Tunisian Unionists on Strike in Kasserine Province

[UGTT union federation executive member Mohamed Saghaier Saihi. Image from menasolidaritynetwork.com] [UGTT union federation executive member Mohamed Saghaier Saihi. Image from menasolidaritynetwork.com]

Tunisian Unionists on Strike in Kasserine Province

By : Jadaliyya Reports

[The following statement was issued by Mohamed Sghaier Saihi, a UGTT union federation executive member in Kasserine province, Tunisia, via MENA Solidarity Network on 21 October 2012.]  

Tunisia has seen waves of strikes and protests against the policies of the Islamist Ennahdha Party in recent months. In the Kasserine region, for example we saw general strikes in Majel Bel Abbès two months ago, in Thala three weeks ago, in Laayoun two weeks ago, in Sbiba last Tuesday and in Hassi Frid last week. There are almost every week demonstrations  and sit-ins in Kasserine and different local areas.

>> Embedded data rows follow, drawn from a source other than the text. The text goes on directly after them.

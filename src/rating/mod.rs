//! Rating normalization and ticket weighting
//!
//! This module turns a participant's raw round score into a comparable rating
//! and converts the gap between that rating and the participant's prior
//! rating into an integer number of draw tickets.

pub mod normalizer;
pub mod weigher;

// Re-export commonly used types
pub use normalizer::{normalize, RatingNormalizer};
pub use weigher::TicketWeigher;

use crate::error::DraftError;
use crate::types::Participant;
use tracing::debug;

/// Recompute the derived rating and weight of a single participant
pub fn rescore_participant(
    participant: &mut Participant,
    normalizer: &RatingNormalizer,
    weigher: &TicketWeigher,
) {
    if participant.baseline_rating.is_none() {
        // Recovered below: the weigher treats a missing prior as no differential
        let unknown = DraftError::UnknownRating {
            participant_id: participant.id.clone(),
        };
        debug!("{}", unknown);
    }

    participant.derived_rating =
        normalizer.derive_rating(participant.raw_score, participant.baseline_rating);
    participant.weight = participant
        .derived_rating
        .map(|derived| weigher.weigh(derived, participant.baseline_rating));

    match participant.weight {
        Some(tickets) => debug!(
            "Weighted '{}' - derived: {:?}, baseline: {:?}, tickets: {}",
            participant.name, participant.derived_rating, participant.baseline_rating, tickets
        ),
        None => debug!(
            "Participant '{}' has no rating yet and is excluded from weighting",
            participant.name
        ),
    }
}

The strikes are co-ordinated by leaders of the UGTT trade union federation. I am general secretary of the regional secondary school teachers’ union, which is affiliated to the UGTT, and a member of the regional executive committee of the UGTT in Kasserine province. The UGTT has 19000 members in the region across different economic sectors, and every four years they elect a nine-member regional executive which in turn elects a general secretary. Almost all of the 4000 teachers across 65 schools (preparatory schools and secondary schools) are members of the UGTT.

The UGTT played a critical role in the 2011 revolution. We led all the demonstrations, distributed the leaflets, proposed the chants and organised the mobilising meetings for the masses at which we encouraged them to stand firm. We denounced the fraud and corruption of the old regime. We were the vanguard of the revolutionary process which began long before 26 December 2010, and which put an end to one of the most repressive dictatorships.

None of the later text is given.